***** Information supplied *****

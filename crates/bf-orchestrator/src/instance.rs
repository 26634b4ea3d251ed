//! Pipeline instance state machine
//!
//! An instance owns its worker, its relay, the tunnel in front of the relay
//! and the registration pointing at that tunnel. Startup brings these up
//! strictly in that order; teardown releases them in reverse.

use std::time::Duration;

use tokio::sync::watch;

use bf_core::config::FleetConfig;
use bf_core::error::FleetError;
use bf_core::traits::{RegistrationId, RegistrationRequest, Registrar, Tunnel, TunnelProvisioner};
use bf_core::types::{InstanceId, LifecycleState, PortPair};

use crate::events::{EventSender, FleetEvent};
use crate::fleet::{InstanceOverrides, InstanceSnapshot};
use crate::process::{ChildProcessHandle, LogSink, ProcessSpec, Termination};
use crate::readiness;

/// Shared inputs for starting an instance
pub struct StartContext<'a> {
    pub config: &'a FleetConfig,
    pub provisioner: &'a dyn TunnelProvisioner,
    pub registrar: &'a dyn Registrar,
    pub sink: &'a LogSink,
    pub meeting_url: &'a str,
}

/// One worker + relay + tunnel + registration unit
pub struct PipelineInstance {
    id: InstanceId,
    ports: PortPair,
    overrides: InstanceOverrides,
    state: LifecycleState,
    worker: Option<ChildProcessHandle>,
    relay: Option<ChildProcessHandle>,
    tunnel: Option<Box<dyn Tunnel>>,
    registration: Option<RegistrationId>,
    last_error: Option<String>,
    events: EventSender,
    status: watch::Sender<InstanceSnapshot>,
}

impl PipelineInstance {
    /// Create a pending instance and a receiver that tracks its status
    pub fn new(
        id: InstanceId,
        ports: PortPair,
        overrides: InstanceOverrides,
        events: EventSender,
    ) -> (Self, watch::Receiver<InstanceSnapshot>) {
        let initial = InstanceSnapshot {
            id,
            label: overrides.id.clone(),
            ports,
            state: LifecycleState::Pending,
            worker_pid: None,
            relay_pid: None,
            tunnel_url: None,
            registration: None,
            last_error: None,
        };
        let (status, rx) = watch::channel(initial);

        let instance = Self {
            id,
            ports,
            overrides,
            state: LifecycleState::Pending,
            worker: None,
            relay: None,
            tunnel: None,
            registration: None,
            last_error: None,
            events,
            status,
        };
        (instance, rx)
    }

    pub fn id(&self) -> InstanceId {
        self.id
    }

    pub fn ports(&self) -> PortPair {
        self.ports
    }

    pub fn state(&self) -> LifecycleState {
        self.state
    }

    pub fn last_error(&self) -> Option<&str> {
        self.last_error.as_deref()
    }

    /// Current status
    pub fn snapshot(&self) -> InstanceSnapshot {
        InstanceSnapshot {
            id: self.id,
            label: self.overrides.id.clone(),
            ports: self.ports,
            state: self.state,
            worker_pid: self.worker.as_ref().and_then(|p| p.pid()),
            relay_pid: self.relay.as_ref().and_then(|p| p.pid()),
            tunnel_url: self.tunnel.as_ref().map(|t| t.public_url().to_string()),
            registration: self.registration.clone(),
            last_error: self.last_error.clone(),
        }
    }

    /// Run the startup sequence through to `Running`
    ///
    /// On failure everything already started is released again and the
    /// instance ends in `Failed`.
    pub async fn start(&mut self, ctx: &StartContext<'_>) -> Result<(), FleetError> {
        tracing::info!(
            instance = %self.id,
            "Starting on ports worker={} relay={}",
            self.ports.worker,
            self.ports.relay
        );

        match self.run_startup(ctx).await {
            Ok(()) => {
                self.transition(LifecycleState::Running);
                tracing::info!(
                    instance = %self.id,
                    url = self.tunnel.as_ref().map(|t| t.public_url()).unwrap_or_default(),
                    "Running"
                );
                Ok(())
            }
            Err(e) => {
                tracing::error!(instance = %self.id, "Startup failed: {}", e);
                self.last_error = Some(e.to_string());
                self.release_remote(ctx.registrar).await;
                self.stop_processes(ctx.config.timing.grace_timeout).await;
                self.transition(LifecycleState::Failed);
                Err(e)
            }
        }
    }

    async fn run_startup(&mut self, ctx: &StartContext<'_>) -> Result<(), FleetError> {
        let timing = &ctx.config.timing;

        self.transition(LifecycleState::WorkerStarting);
        let spec = ProcessSpec::new(
            self.id.process_name("worker"),
            &ctx.config.worker.program,
            self.worker_args(ctx.config),
        );
        self.worker = Some(ChildProcessHandle::spawn(spec, ctx.sink)?);
        self.publish();
        if let Some(worker) = self.worker.as_mut() {
            readiness::wait_ready(worker, self.ports.worker, timing).await?;
        }
        self.transition(LifecycleState::WorkerReady);

        self.transition(LifecycleState::RelayStarting);
        let spec = ProcessSpec::new(
            self.id.process_name("relay"),
            &ctx.config.relay.program,
            self.relay_args(ctx.config),
        );
        self.relay = Some(ChildProcessHandle::spawn(spec, ctx.sink)?);
        self.publish();
        if let Some(relay) = self.relay.as_mut() {
            readiness::wait_ready(relay, self.ports.relay, timing).await?;
        }
        self.transition(LifecycleState::RelayReady);

        self.transition(LifecycleState::TunnelProvisioning);
        let tunnel = ctx.provisioner.open(self.ports.relay).await?;
        let public_url = tunnel.public_url().to_string();
        self.tunnel = Some(tunnel);
        self.transition(LifecycleState::TunnelReady);

        self.transition(LifecycleState::Registering);
        let request = self.registration_request(ctx, public_url);
        let registration = ctx.registrar.register(&request).await?;
        tracing::info!(instance = %self.id, registration = %registration, "Registered");
        self.registration = Some(registration);

        Ok(())
    }

    fn worker_args(&self, config: &FleetConfig) -> Vec<String> {
        let mut args = config
            .worker
            .render_args(&[("port", self.ports.worker.to_string())]);
        args.extend(self.overrides.worker_args.iter().cloned());
        args
    }

    fn relay_args(&self, config: &FleetConfig) -> Vec<String> {
        let mut args = config.relay.render_args(&[
            ("port", self.ports.relay.to_string()),
            ("upstream", self.ports.upstream_url()),
        ]);
        args.extend(self.overrides.relay_args.iter().cloned());
        args
    }

    fn registration_request(&self, ctx: &StartContext<'_>, public_url: String) -> RegistrationRequest {
        let defaults = &ctx.config.registration;
        let pick = |value: &Option<String>, fallback: &String| {
            value.clone().unwrap_or_else(|| fallback.clone())
        };

        RegistrationRequest {
            meeting_url: ctx.meeting_url.to_string(),
            public_url,
            bot_name: pick(&self.overrides.bot_name, &defaults.bot_name),
            bot_image: pick(&self.overrides.bot_image, &defaults.bot_image),
            entry_message: pick(&self.overrides.entry_message, &defaults.entry_message),
        }
    }

    /// Check a running instance's processes; tear it down if one has died
    ///
    /// Returns true if an unexpected exit was found.
    pub async fn check_liveness(&mut self, registrar: &dyn Registrar, grace: Duration) -> bool {
        if !self.state.is_running() {
            return false;
        }

        let mut dead = None;
        for process in [self.worker.as_mut(), self.relay.as_mut()].into_iter().flatten() {
            if !process.is_alive() {
                dead = Some((process.name().to_string(), process.exit_code()));
                break;
            }
        }
        let Some((process, code)) = dead else {
            return false;
        };

        tracing::warn!(instance = %self.id, "{} exited unexpectedly (code: {:?})", process, code);
        self.events.emit(FleetEvent::UnexpectedExit {
            id: self.id,
            process: process.clone(),
            code,
        });
        self.last_error = Some(FleetError::UnexpectedExit { process, code }.to_string());

        self.transition(LifecycleState::Terminating);
        self.release_remote(registrar).await;
        self.stop_processes(grace).await;
        self.transition(LifecycleState::Stopped);
        true
    }

    /// First half of fleet shutdown: deregister and close the tunnel
    ///
    /// Returns false if deregistration failed.
    pub async fn release_for_shutdown(&mut self, registrar: &dyn Registrar) -> bool {
        if self.state.is_terminal() {
            return true;
        }
        self.transition(LifecycleState::Terminating);
        self.release_remote(registrar).await
    }

    /// Second half of fleet shutdown: stop relay, then worker
    ///
    /// Returns how many processes had to be killed.
    pub async fn finish_shutdown(&mut self, grace: Duration) -> usize {
        if self.state.is_terminal() {
            return 0;
        }
        let forced = self.stop_processes(grace).await;
        self.transition(LifecycleState::Stopped);
        forced
    }

    /// Deregister, then close the tunnel
    async fn release_remote(&mut self, registrar: &dyn Registrar) -> bool {
        let mut clean = true;

        if let Some(registration) = self.registration.take() {
            let ok = match registrar.deregister(&registration).await {
                Ok(()) => true,
                Err(e) => {
                    tracing::warn!(
                        instance = %self.id,
                        registration = %registration,
                        "Failed to deregister: {}",
                        e
                    );
                    false
                }
            };
            clean &= ok;
            self.events.emit(FleetEvent::Deregistered { id: self.id, ok });
        }

        if let Some(mut tunnel) = self.tunnel.take() {
            if let Err(e) = tunnel.close().await {
                tracing::warn!(instance = %self.id, "Error closing tunnel: {}", e);
            }
            self.events.emit(FleetEvent::TunnelClosed { id: self.id });
        }

        self.publish();
        clean
    }

    /// Terminate relay, then worker
    async fn stop_processes(&mut self, grace: Duration) -> usize {
        let mut forced = 0;

        for slot in [&mut self.relay, &mut self.worker] {
            let Some(mut process) = slot.take() else {
                continue;
            };
            self.events.emit(FleetEvent::ProcessTerminating {
                id: self.id,
                process: process.name().to_string(),
            });
            if process.terminate(grace).await == Termination::Forced {
                forced += 1;
            }
        }

        self.publish();
        forced
    }

    fn transition(&mut self, to: LifecycleState) {
        let from = self.state;
        if from == to {
            return;
        }
        self.state = to;
        tracing::debug!(instance = %self.id, "{} -> {}", from, to);
        self.events.emit(FleetEvent::StateChanged { id: self.id, from, to });
        self.publish();
    }

    fn publish(&self) {
        self.status.send_replace(self.snapshot());
    }
}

*****

§ **Brief**: Search the data for "self.state = to;". Beginning with that line, set down every line through the last exactly.

§ **Task response**:
        self.state = to;
        tracing::debug!(instance = %self.id, "{} -> {}", from, to);
        self.events.emit(FleetEvent::StateChanged { id: self.id, from, to });
        self.publish();
    }

    fn publish(&self) {
        self.status.send_replace(self.snapshot());
    }
}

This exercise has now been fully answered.